▶ _WORK INSTRUCTION_
What you return should be the line containing "pub mod audit;" and each line after it to the end of the records, copied exactly.

▶ _TASK INPUT_
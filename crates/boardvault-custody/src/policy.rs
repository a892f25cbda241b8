//! Release policy
//!
//! Fixes the caller rules that are deployment decisions rather than
//! protocol invariants. Unanimity is not configurable.

use serde::{Deserialize, Serialize};

/// Who may execute a fully signed release
#[derive(Debug, Clone, Copy, PartialEq, Eq, Default, Serialize, Deserialize)]
#[serde(rename_all = "snake_case")]
pub enum ReleaseTrigger {
    /// Only the privileged initiator
    #[default]
    Initiator,
    /// Any authenticated caller
    AnyCaller,
}

impl std::str::FromStr for ReleaseTrigger {
    type Err = String;

    fn from_str(s: &str) -> Result<Self, Self::Err> {
        match s.to_ascii_lowercase().as_str() {
            "initiator" => Ok(ReleaseTrigger::Initiator),
            "any" | "any_caller" => Ok(ReleaseTrigger::AnyCaller),
            other => Err(format!("unknown release trigger: {}", other)),
        }
    }
}

/// Caller rules for the release workflow
#[derive(Debug, Clone, Copy, PartialEq, Eq, Default, Serialize, Deserialize)]
pub struct ReleasePolicy {
    /// Who may call `release_funds` once every member signed
    pub trigger: ReleaseTrigger,
    /// Whether the initiator may abandon an open request
    pub allow_cancel: bool,
}

impl ReleasePolicy {
    pub fn with_trigger(mut self, trigger: ReleaseTrigger) -> Self {
        self.trigger = trigger;
        self
    }

    pub fn with_cancel(mut self, allow_cancel: bool) -> Self {
        self.allow_cancel = allow_cancel;
        self
    }
}
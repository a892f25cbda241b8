//! Board registry
//!
//! The board is a fixed-size set of member identities. Size and uniqueness
//! are enforced once at construction; afterwards the registry only answers
//! membership queries.

use std::collections::HashSet;

use boardvault_common::{BoardError, Identity, BOARD_SIZE};
use serde::Serialize;

/// Immutable set of authorized board members
#[derive(Debug, Clone, Serialize)]
pub struct BoardRegistry {
    /// Members in construction order
    members: Vec<Identity>,
    #[serde(skip)]
    index: HashSet<Identity>,
}

impl BoardRegistry {
    /// Build a registry that must contain exactly `expected_size` distinct members
    ///
    /// An empty board is rejected.
    pub fn new(members: Vec<Identity>, expected_size: usize) -> Result<Self, BoardError> {
        if expected_size == 0 || members.len() != expected_size {
            return Err(BoardError::InvalidBoardSize {
                expected: expected_size,
                actual: members.len(),
            });
        }

        let mut index = HashSet::with_capacity(members.len());
        for member in &members {
            if !index.insert(member.clone()) {
                return Err(BoardError::DuplicateMember(member.to_string()));
            }
        }

        Ok(Self { members, index })
    }

    /// Build a registry of the default board size
    pub fn standard(members: Vec<Identity>) -> Result<Self, BoardError> {
        Self::new(members, BOARD_SIZE)
    }

    #[inline]
    pub fn is_member(&self, identity: &Identity) -> bool {
        self.index.contains(identity)
    }

    #[inline]
    pub fn size(&self) -> usize {
        self.members.len()
    }

    /// Members in construction order
    pub fn members(&self) -> &[Identity] {
        &self.members
    }
}

#[cfg(test)]
mod tests {
    use super::*;

    fn ids(n: usize) -> Vec<Identity> {
        (0..n)
            .map(|i| Identity::new(format!("member-{}", i)).unwrap())
            .collect()
    }

    #[test]
    fn test_standard_board() {
        let board = BoardRegistry::standard(ids(20)).unwrap();
        assert_eq!(board.size(), 20);
        assert!(board.is_member(&Identity::new("member-7").unwrap()));
        assert!(!board.is_member(&Identity::new("member-20").unwrap()));
        assert_eq!(board.members()[0].as_str(), "member-0");
    }

    #[test]
    fn test_wrong_size_rejected() {
        let err = BoardRegistry::standard(ids(19)).unwrap_err();
        assert_eq!(
            err,
            BoardError::InvalidBoardSize {
                expected: 20,
                actual: 19
            }
        );
        assert!(BoardRegistry::standard(ids(21)).is_err());
    }

    #[test]
    fn test_duplicate_rejected() {
        let mut members = ids(19);
        members.push(Identity::new("member-3").unwrap());
        let err = BoardRegistry::standard(members).unwrap_err();
        assert_eq!(err, BoardError::DuplicateMember("member-3".to_string()));
    }

    #[test]
    fn test_empty_board_rejected() {
        assert!(BoardRegistry::new(vec![], 0).is_err());
    }

    #[test]
    fn test_custom_size() {
        let board = BoardRegistry::new(ids(3), 3).unwrap();
        assert_eq!(board.size(), 3);
    }
}
//! REST API for the custody vault
//!
//! The caller identity is taken from the `x-caller-identity` header, which
//! the fronting authentication layer sets after verifying the request.
//! One vault instance sits behind a mutex, so mutating calls are admitted
//! one at a time.

use std::sync::Arc;

use axum::{
    async_trait,
    extract::{FromRequestParts, Path, Query, State},
    http::{header, request::Parts, Method, StatusCode},
    response::{IntoResponse, Json, Response},
    routing::{get, post},
    Router,
};
use boardvault_common::{Identity, TreasuryError, VaultError, WorkflowError, VERSION};
use boardvault_custody::{CustodyVault, InMemoryPayoutRail, ReleaseState};
use parking_lot::Mutex;
use rust_decimal::Decimal;
use serde::Deserialize;
use serde_json::json;
use tower_http::{
    cors::{Any, CorsLayer},
    trace::TraceLayer,
};

/// Header carrying the authenticated caller identity
pub const CALLER_HEADER: &str = "x-caller-identity";

/// Shared service state
#[derive(Clone)]
pub struct AppState {
    pub vault: Arc<Mutex<CustodyVault>>,
    pub rail: Arc<InMemoryPayoutRail>,
}

impl AppState {
    pub fn new(vault: CustodyVault, rail: Arc<InMemoryPayoutRail>) -> Self {
        Self {
            vault: Arc::new(Mutex::new(vault)),
            rail,
        }
    }
}

/// API error response
#[derive(Debug)]
pub enum ApiError {
    /// No or malformed caller header
    MissingCaller,
    Vault(VaultError),
}

impl From<VaultError> for ApiError {
    fn from(err: VaultError) -> Self {
        ApiError::Vault(err)
    }
}

fn status_for(err: &VaultError) -> StatusCode {
    match err {
        VaultError::Treasury(TreasuryError::ZeroOrNegativeAmount)
        | VaultError::Treasury(TreasuryError::BalanceOverflow)
        | VaultError::Identity(_) => StatusCode::UNPROCESSABLE_ENTITY,
        VaultError::Treasury(TreasuryError::TransferFailed { .. }) => StatusCode::BAD_GATEWAY,
        VaultError::Workflow(WorkflowError::NotBoardMember(_))
        | VaultError::Workflow(WorkflowError::Unauthorized { .. }) => StatusCode::FORBIDDEN,
        VaultError::Workflow(_) => StatusCode::CONFLICT,
        VaultError::Board(_)
        | VaultError::Serialization(_)
        | VaultError::Internal(_) => StatusCode::INTERNAL_SERVER_ERROR,
    }
}

impl IntoResponse for ApiError {
    fn into_response(self) -> Response {
        let (status, code, message) = match self {
            ApiError::MissingCaller => (
                StatusCode::UNAUTHORIZED,
                "MissingCaller",
                format!("missing or invalid {} header", CALLER_HEADER),
            ),
            ApiError::Vault(err) => (status_for(&err), err.code(), err.to_string()),
        };
        (status, Json(json!({ "error": code, "message": message }))).into_response()
    }
}

/// Authenticated caller extracted from [`CALLER_HEADER`]
pub struct Caller(pub Identity);

#[async_trait]
impl<S: Send + Sync> FromRequestParts<S> for Caller {
    type Rejection = ApiError;

    async fn from_request_parts(parts: &mut Parts, _state: &S) -> Result<Self, Self::Rejection> {
        parts
            .headers
            .get(CALLER_HEADER)
            .and_then(|v| v.to_str().ok())
            .and_then(|v| Identity::new(v).ok())
            .map(Caller)
            .ok_or(ApiError::MissingCaller)
    }
}

#[derive(Deserialize)]
struct DepositBody {
    amount: Decimal,
}

#[derive(Deserialize)]
struct ReleaseBody {
    recipient: String,
}

#[derive(Deserialize)]
struct JournalQuery {
    since: Option<u64>,
}

fn parse_identity(raw: &str) -> Result<Identity, ApiError> {
    Identity::new(raw).map_err(|e| ApiError::Vault(e.into()))
}

/// Create REST API routes for the vault
pub fn create_router(state: AppState) -> Router {
    let cors = CorsLayer::new()
        .allow_origin(Any)
        .allow_methods([Method::GET, Method::POST, Method::OPTIONS])
        .allow_headers([
            header::CONTENT_TYPE,
            header::ACCEPT,
            header::HeaderName::from_static(CALLER_HEADER),
        ]);

    Router::new()
        .route("/health", get(|| async { Json(json!({"status": "healthy"})) }))
        .route(
            "/api/v1/version",
            get(|| async {
                Json(json!({
                    "service": "boardvault-service",
                    "version": VERSION,
                    "description": "Pooled-funds custody with unanimous board release",
                }))
            }),
        )
        .route("/api/v1/vault", get(vault_status))
        .route("/api/v1/deposits", post(deposit))
        .route("/api/v1/release/request", post(request_release))
        .route("/api/v1/release/sign", post(sign_release))
        .route("/api/v1/release/execute", post(release_funds))
        .route("/api/v1/release/cancel", post(cancel_release))
        .route("/api/v1/release/signatures/:member", get(has_signed))
        .route("/api/v1/journal", get(journal))
        .route("/api/v1/recipients/:id/balance", get(recipient_balance))
        .layer(TraceLayer::new_for_http())
        .layer(cors)
        .with_state(state)
}

async fn vault_status(State(state): State<AppState>) -> Json<serde_json::Value> {
    let snapshot = state.vault.lock().snapshot();
    Json(json!(snapshot))
}

async fn deposit(
    State(state): State<AppState>,
    Caller(caller): Caller,
    Json(body): Json<DepositBody>,
) -> Result<Json<serde_json::Value>, ApiError> {
    let balance = state.vault.lock().deposit(&caller, body.amount)?;
    Ok(Json(json!({ "balance": balance })))
}

async fn request_release(
    State(state): State<AppState>,
    Caller(caller): Caller,
) -> Result<Json<serde_json::Value>, ApiError> {
    let cycle = state.vault.lock().request_release(&caller)?;
    Ok(Json(json!({ "release_requested": true, "cycle": cycle })))
}

async fn sign_release(
    State(state): State<AppState>,
    Caller(caller): Caller,
) -> Result<Json<serde_json::Value>, ApiError> {
    let mut vault = state.vault.lock();
    let outcome = vault.sign_release(&caller)?;
    Ok(Json(json!({
        "recorded": outcome.recorded,
        "signature_count": outcome.signature_count,
        "fully_signed": vault.state() == ReleaseState::FullySigned,
    })))
}

async fn release_funds(
    State(state): State<AppState>,
    Caller(caller): Caller,
    Json(body): Json<ReleaseBody>,
) -> Result<Json<serde_json::Value>, ApiError> {
    let recipient = parse_identity(&body.recipient)?;
    let receipt = state.vault.lock().release_funds(&caller, &recipient)?;
    Ok(Json(json!(receipt)))
}

async fn cancel_release(
    State(state): State<AppState>,
    Caller(caller): Caller,
) -> Result<Json<serde_json::Value>, ApiError> {
    let cycle = state.vault.lock().cancel_release(&caller)?;
    Ok(Json(json!({ "cancelled": cycle })))
}

async fn has_signed(
    State(state): State<AppState>,
    Path(member): Path<String>,
) -> Result<Json<serde_json::Value>, ApiError> {
    let member = parse_identity(&member)?;
    let vault = state.vault.lock();
    Ok(Json(json!({
        "member": member,
        "is_member": vault.is_member(&member),
        "has_signed": vault.has_signed(&member),
        "signature_count": vault.signature_count(),
    })))
}

async fn journal(
    State(state): State<AppState>,
    Query(query): Query<JournalQuery>,
) -> Json<serde_json::Value> {
    let vault = state.vault.lock();
    let journal = vault.journal();
    Json(json!({
        "entries": journal.entries_since(query.since),
        "next_revision": journal.next_revision(),
        "chain_valid": journal.verify_chain(),
    }))
}

async fn recipient_balance(
    State(state): State<AppState>,
    Path(id): Path<String>,
) -> Result<Json<serde_json::Value>, ApiError> {
    let recipient = parse_identity(&id)?;
    Ok(Json(json!({
        "recipient": recipient,
        "balance": state.rail.balance_of(&recipient),
    })))
}
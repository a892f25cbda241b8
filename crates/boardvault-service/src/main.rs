//! BoardVault Service Binary

use std::net::SocketAddr;
use std::sync::Arc;

use anyhow::Result;
use boardvault_common::{AuditLogger, VERSION};
use boardvault_custody::{CustodyVault, InMemoryPayoutRail};
use tracing::info;
use tracing_subscriber::{layer::SubscriberExt, util::SubscriberInitExt};

use boardvault_service::{create_router, AppState, ServiceConfig};

#[tokio::main]
async fn main() -> Result<()> {
    // Initialize tracing
    tracing_subscriber::registry()
        .with(tracing_subscriber::fmt::layer())
        .with(tracing_subscriber::EnvFilter::from_default_env())
        .init();

    info!("Starting BoardVault service v{}", VERSION);

    let config = ServiceConfig::load()?;
    info!("Loaded configuration: {:?}", config);

    let (members, initiator) = config.resolve_identities()?;
    let rail = Arc::new(InMemoryPayoutRail::new());

    let mut audit = AuditLogger::new();
    audit.set_min_severity(config.audit_min_severity);

    let vault = CustodyVault::open(
        members,
        initiator.clone(),
        rail.clone(),
        config.vault_options(),
        audit,
    )?;
    info!(
        "Vault opened: board_size={}, initiator={}, trigger={:?}, allow_cancel={}",
        config.board.size, initiator, config.release.trigger, config.release.allow_cancel
    );

    let app = create_router(AppState::new(vault, rail));

    let addr: SocketAddr = format!("{}:{}", config.host, config.port).parse()?;
    let listener = tokio::net::TcpListener::bind(&addr).await?;
    info!("REST API listening on {}", addr);

    let shutdown = async {
        tokio::signal::ctrl_c()
            .await
            .expect("Failed to install CTRL+C signal handler");
        info!("Received shutdown signal");
    };

    axum::serve(listener, app)
        .with_graceful_shutdown(shutdown)
        .await?;

    info!("Shutting down BoardVault service");
    Ok(())
}
//! # BoardVault Service
//!
//! REST surface over a single custody vault.

pub mod api;
pub mod config;

pub use api::{create_router, AppState, CALLER_HEADER};
pub use config::ServiceConfig;
//! Signature tracker for the current release cycle

use std::collections::HashSet;

use boardvault_common::Identity;

/// Set of members that signed the current release request
///
/// Identities are not validated here; the workflow checks board membership
/// before recording.
#[derive(Debug, Clone, Default)]
pub struct SignatureTracker {
    signers: HashSet<Identity>,
}

impl SignatureTracker {
    pub fn new() -> Self {
        Self::default()
    }

    /// Forget every signature of the current cycle
    pub fn reset(&mut self) {
        self.signers.clear();
    }

    /// Record a signature. Returns `false` if `member` already signed this cycle.
    pub fn record_signature(&mut self, member: &Identity) -> bool {
        self.signers.insert(member.clone())
    }

    #[inline]
    pub fn has_signed(&self, member: &Identity) -> bool {
        self.signers.contains(member)
    }

    #[inline]
    pub fn count(&self) -> usize {
        self.signers.len()
    }

    /// Signers of the current cycle, sorted for stable output
    pub fn signers(&self) -> Vec<Identity> {
        let mut signers: Vec<_> = self.signers.iter().cloned().collect();
        signers.sort();
        signers
    }
}

#[cfg(test)]
mod tests {
    use super::*;

    #[test]
    fn test_record_is_idempotent() {
        let mut tracker = SignatureTracker::new();
        let carol = Identity::new("carol").unwrap();

        assert!(tracker.record_signature(&carol));
        assert!(!tracker.record_signature(&carol));
        assert_eq!(tracker.count(), 1);
        assert!(tracker.has_signed(&carol));
    }

    #[test]
    fn test_reset_clears_cycle() {
        let mut tracker = SignatureTracker::new();
        let carol = Identity::new("carol").unwrap();
        let dave = Identity::new("dave").unwrap();
        tracker.record_signature(&dave);
        tracker.record_signature(&carol);
        assert_eq!(tracker.signers(), vec![carol.clone(), dave]);

        tracker.reset();
        assert_eq!(tracker.count(), 0);
        assert!(!tracker.has_signed(&carol));
        assert!(tracker.record_signature(&carol));
    }
}
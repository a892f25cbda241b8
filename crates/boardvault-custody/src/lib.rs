//! # BoardVault Custody
//!
//! Pooled-funds custody released only by unanimous board authorization.
//!
//! ## Components
//!
//! - **Board**: immutable registry of member identities
//! - **Treasury**: pooled balance, deposits from anyone
//! - **Signatures**: per-cycle signer set
//! - **Workflow**: request → collect signatures → release → reset
//! - **Journal**: hash-chained record of every accepted event
//!
//! ## Architecture
//!
//! ```text
//! ┌──────────────────────────────────────────────────────────────┐
//! │                        CustodyVault                          │
//! ├──────────────────────────────────────────────────────────────┤
//! │  ┌────────────────────────────────────────┐  ┌────────────┐  │
//! │  │            ReleaseWorkflow             │  │  Journal   │  │
//! │  │  ┌─────────┐ ┌──────────┐ ┌─────────┐  │  │  (BLAKE3)  │  │
//! │  │  │  Board  │ │ Treasury │ │ Tracker │  │  └────────────┘  │
//! │  │  └─────────┘ └────┬─────┘ └─────────┘  │  ┌────────────┐  │
//! │  └───────────────────┼────────────────────┘  │   Audit    │  │
//! │                 PayoutRail                   └────────────┘  │
//! └──────────────────────────────────────────────────────────────┘
//! ```

pub mod board;
pub mod journal;
pub mod payout;
pub mod policy;
pub mod signatures;
pub mod treasury;
pub mod vault;
pub mod workflow;

pub use board::BoardRegistry;
pub use journal::{CustodyJournal, JournalEntry, JournalEvent};
pub use payout::{InMemoryPayoutRail, PayoutRail};
pub use policy::{ReleasePolicy, ReleaseTrigger};
pub use signatures::SignatureTracker;
pub use treasury::TreasuryLedger;
pub use vault::{CustodyVault, VaultOptions, VaultSnapshot};
pub use workflow::{ReleaseCycle, ReleaseReceipt, ReleaseState, ReleaseWorkflow, SignOutcome};
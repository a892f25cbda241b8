//! Security module for BoardVault
//!
//! - Audit logging of every custody operation, accepted or rejected

pub mod audit;

pub use audit::{AuditEvent, AuditLogger, AuditSink};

▶ _EXERCISE ANSWER_
pub mod audit;

pub use audit::{AuditEvent, AuditLogger, AuditSink};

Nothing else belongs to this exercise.